▶ **WHAT THIS TASK INVOLVES**:
The lines to repeat are those below from the one containing "st.claim = Some(what);" down to the one containing "impl<T> Drop for", both included; reproduce them exactly and nothing else.

▶ **Stored data entries**:
------------------------------------------------
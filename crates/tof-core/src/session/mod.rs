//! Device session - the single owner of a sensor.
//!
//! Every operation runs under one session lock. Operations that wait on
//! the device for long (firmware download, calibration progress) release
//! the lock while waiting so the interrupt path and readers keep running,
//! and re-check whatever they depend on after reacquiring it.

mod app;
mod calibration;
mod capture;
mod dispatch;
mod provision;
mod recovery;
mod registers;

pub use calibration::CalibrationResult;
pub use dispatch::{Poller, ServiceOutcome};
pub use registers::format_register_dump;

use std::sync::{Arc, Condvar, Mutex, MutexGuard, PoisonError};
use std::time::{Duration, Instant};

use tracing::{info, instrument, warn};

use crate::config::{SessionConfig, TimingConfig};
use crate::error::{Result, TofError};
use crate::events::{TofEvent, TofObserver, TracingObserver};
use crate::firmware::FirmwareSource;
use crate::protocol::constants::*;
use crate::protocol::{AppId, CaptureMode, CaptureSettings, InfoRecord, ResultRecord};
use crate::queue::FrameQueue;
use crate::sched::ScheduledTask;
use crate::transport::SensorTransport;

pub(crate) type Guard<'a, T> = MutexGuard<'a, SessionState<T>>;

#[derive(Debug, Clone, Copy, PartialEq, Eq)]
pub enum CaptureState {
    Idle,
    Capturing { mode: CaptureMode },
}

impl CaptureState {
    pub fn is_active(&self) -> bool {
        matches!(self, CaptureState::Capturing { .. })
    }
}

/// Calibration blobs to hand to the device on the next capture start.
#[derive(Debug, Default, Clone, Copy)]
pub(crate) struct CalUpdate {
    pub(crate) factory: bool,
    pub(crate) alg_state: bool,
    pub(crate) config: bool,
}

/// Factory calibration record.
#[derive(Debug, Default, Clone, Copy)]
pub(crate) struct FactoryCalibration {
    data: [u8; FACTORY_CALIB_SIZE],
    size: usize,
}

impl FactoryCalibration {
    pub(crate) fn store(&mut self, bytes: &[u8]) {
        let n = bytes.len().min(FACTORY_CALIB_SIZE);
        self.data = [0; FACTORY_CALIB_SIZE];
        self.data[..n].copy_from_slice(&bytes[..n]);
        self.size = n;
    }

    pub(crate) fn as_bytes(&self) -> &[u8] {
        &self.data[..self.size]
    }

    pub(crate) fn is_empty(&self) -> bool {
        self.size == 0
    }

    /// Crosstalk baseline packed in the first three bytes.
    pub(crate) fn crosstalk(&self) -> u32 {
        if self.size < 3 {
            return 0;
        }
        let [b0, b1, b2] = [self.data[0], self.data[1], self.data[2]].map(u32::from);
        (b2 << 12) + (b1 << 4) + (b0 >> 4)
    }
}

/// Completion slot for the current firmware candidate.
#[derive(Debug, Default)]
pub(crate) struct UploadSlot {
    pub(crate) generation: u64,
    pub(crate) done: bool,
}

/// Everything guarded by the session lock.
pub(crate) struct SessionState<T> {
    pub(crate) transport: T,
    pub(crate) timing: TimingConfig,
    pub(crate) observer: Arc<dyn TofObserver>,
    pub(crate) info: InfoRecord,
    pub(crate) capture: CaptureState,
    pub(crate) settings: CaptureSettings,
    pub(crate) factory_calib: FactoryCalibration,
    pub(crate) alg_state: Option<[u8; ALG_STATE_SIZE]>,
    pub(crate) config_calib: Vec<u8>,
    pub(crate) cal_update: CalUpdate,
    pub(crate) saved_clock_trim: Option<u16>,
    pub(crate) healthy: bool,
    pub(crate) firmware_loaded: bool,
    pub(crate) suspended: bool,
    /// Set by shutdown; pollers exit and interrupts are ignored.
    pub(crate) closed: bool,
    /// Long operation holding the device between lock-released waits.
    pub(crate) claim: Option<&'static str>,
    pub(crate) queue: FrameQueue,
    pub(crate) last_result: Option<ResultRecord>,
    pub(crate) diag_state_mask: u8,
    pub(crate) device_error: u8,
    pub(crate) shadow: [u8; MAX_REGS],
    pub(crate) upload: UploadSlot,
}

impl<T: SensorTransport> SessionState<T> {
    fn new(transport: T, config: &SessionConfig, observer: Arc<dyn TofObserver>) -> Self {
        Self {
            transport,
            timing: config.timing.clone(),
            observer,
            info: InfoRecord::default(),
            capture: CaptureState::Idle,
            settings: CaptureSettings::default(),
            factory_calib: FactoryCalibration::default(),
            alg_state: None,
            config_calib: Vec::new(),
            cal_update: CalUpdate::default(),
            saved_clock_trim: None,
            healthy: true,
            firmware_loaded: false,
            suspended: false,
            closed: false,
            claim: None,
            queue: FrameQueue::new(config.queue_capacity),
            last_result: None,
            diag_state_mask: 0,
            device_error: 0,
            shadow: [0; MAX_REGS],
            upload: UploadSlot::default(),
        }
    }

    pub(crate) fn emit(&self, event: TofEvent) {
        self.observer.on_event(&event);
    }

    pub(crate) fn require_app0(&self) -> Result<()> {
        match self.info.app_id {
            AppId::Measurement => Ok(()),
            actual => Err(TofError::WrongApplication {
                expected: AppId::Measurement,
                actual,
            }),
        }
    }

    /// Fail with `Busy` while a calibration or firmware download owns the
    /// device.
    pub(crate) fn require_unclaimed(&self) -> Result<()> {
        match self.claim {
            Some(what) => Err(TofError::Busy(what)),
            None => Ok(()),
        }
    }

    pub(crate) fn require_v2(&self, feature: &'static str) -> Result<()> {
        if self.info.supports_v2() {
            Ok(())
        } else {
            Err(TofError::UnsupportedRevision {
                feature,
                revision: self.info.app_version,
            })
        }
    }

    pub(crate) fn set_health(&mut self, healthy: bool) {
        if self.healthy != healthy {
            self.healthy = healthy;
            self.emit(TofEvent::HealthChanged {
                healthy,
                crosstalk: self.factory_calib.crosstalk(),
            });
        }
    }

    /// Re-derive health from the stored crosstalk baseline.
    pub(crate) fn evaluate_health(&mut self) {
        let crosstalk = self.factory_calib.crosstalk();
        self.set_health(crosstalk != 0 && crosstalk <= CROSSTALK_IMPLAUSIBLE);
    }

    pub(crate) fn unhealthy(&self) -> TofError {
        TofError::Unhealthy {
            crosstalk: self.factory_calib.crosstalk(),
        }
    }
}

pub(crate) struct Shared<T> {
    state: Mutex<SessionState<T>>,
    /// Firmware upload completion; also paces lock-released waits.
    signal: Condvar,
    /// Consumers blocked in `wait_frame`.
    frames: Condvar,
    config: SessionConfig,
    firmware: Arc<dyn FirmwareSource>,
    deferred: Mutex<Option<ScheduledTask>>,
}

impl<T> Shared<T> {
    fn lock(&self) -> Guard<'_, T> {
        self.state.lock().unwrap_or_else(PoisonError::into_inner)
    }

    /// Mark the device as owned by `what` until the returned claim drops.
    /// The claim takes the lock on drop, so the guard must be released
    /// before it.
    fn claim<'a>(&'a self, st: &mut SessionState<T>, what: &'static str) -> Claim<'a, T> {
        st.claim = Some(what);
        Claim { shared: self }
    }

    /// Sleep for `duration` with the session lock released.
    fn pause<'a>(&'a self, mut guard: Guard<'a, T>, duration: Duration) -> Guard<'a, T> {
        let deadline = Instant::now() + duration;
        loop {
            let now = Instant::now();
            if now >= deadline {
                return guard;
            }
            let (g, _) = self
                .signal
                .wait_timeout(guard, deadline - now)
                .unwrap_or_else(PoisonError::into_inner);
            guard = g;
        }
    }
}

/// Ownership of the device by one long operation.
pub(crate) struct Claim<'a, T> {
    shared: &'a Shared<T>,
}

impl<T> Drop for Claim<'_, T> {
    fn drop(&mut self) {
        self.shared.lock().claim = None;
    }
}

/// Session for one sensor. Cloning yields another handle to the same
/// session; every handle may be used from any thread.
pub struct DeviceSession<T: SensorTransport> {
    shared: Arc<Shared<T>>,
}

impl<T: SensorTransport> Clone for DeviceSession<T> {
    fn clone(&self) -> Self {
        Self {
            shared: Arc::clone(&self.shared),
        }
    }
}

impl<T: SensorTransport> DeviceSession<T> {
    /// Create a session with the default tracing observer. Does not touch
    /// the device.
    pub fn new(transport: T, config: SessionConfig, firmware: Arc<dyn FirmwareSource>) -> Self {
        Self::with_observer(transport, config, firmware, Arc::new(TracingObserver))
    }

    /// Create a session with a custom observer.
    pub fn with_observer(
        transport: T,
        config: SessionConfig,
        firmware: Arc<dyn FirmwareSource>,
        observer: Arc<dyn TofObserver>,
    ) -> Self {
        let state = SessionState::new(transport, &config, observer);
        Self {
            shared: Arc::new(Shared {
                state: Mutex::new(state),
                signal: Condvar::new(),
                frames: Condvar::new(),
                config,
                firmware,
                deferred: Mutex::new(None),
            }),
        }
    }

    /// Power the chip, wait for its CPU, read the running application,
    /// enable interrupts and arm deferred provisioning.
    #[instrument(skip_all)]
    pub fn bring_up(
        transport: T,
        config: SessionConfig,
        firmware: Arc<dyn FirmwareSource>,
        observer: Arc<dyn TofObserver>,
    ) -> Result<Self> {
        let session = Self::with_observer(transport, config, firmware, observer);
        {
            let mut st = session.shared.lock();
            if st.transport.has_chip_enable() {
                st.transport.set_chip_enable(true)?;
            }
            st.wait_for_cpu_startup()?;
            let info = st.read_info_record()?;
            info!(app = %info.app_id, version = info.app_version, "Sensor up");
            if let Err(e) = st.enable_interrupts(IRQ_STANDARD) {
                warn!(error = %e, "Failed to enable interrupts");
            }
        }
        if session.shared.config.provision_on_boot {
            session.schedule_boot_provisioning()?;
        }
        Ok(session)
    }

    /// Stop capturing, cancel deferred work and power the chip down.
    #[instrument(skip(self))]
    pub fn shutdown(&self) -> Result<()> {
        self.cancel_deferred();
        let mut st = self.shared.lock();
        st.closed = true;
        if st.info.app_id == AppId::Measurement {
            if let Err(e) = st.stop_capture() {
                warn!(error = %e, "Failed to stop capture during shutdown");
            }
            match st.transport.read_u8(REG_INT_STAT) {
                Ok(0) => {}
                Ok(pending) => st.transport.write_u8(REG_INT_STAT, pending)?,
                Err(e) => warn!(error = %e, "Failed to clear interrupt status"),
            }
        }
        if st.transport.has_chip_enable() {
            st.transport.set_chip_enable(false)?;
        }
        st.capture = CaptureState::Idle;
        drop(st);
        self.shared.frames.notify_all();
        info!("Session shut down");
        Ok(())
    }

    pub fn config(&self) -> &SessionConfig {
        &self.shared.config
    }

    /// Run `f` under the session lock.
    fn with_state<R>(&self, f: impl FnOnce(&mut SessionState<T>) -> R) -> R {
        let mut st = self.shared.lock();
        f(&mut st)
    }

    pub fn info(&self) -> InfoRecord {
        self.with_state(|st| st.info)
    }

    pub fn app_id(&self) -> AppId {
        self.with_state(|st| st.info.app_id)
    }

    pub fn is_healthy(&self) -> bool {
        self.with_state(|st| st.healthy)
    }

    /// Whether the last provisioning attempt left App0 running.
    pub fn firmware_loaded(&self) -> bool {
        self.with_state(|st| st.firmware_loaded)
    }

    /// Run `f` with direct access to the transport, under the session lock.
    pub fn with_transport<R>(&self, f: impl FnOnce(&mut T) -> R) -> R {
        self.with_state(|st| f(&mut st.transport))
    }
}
------------------------------------------------
▶ **ANSWER FOR THIS EXERCISE**:
        st.claim = Some(what);
        Claim { shared: self }
    }

    /// Sleep for `duration` with the session lock released.
    fn pause<'a>(&'a self, mut guard: Guard<'a, T>, duration: Duration) -> Guard<'a, T> {
        let deadline = Instant::now() + duration;
        loop {
            let now = Instant::now();
            if now >= deadline {
                return guard;
            }
            let (g, _) = self
                .signal
                .wait_timeout(guard, deadline - now)
                .unwrap_or_else(PoisonError::into_inner);
            guard = g;
        }
    }
}

/// Ownership of the device by one long operation.
pub(crate) struct Claim<'a, T> {
    shared: &'a Shared<T>,
}

impl<T> Drop for Claim<'_, T> {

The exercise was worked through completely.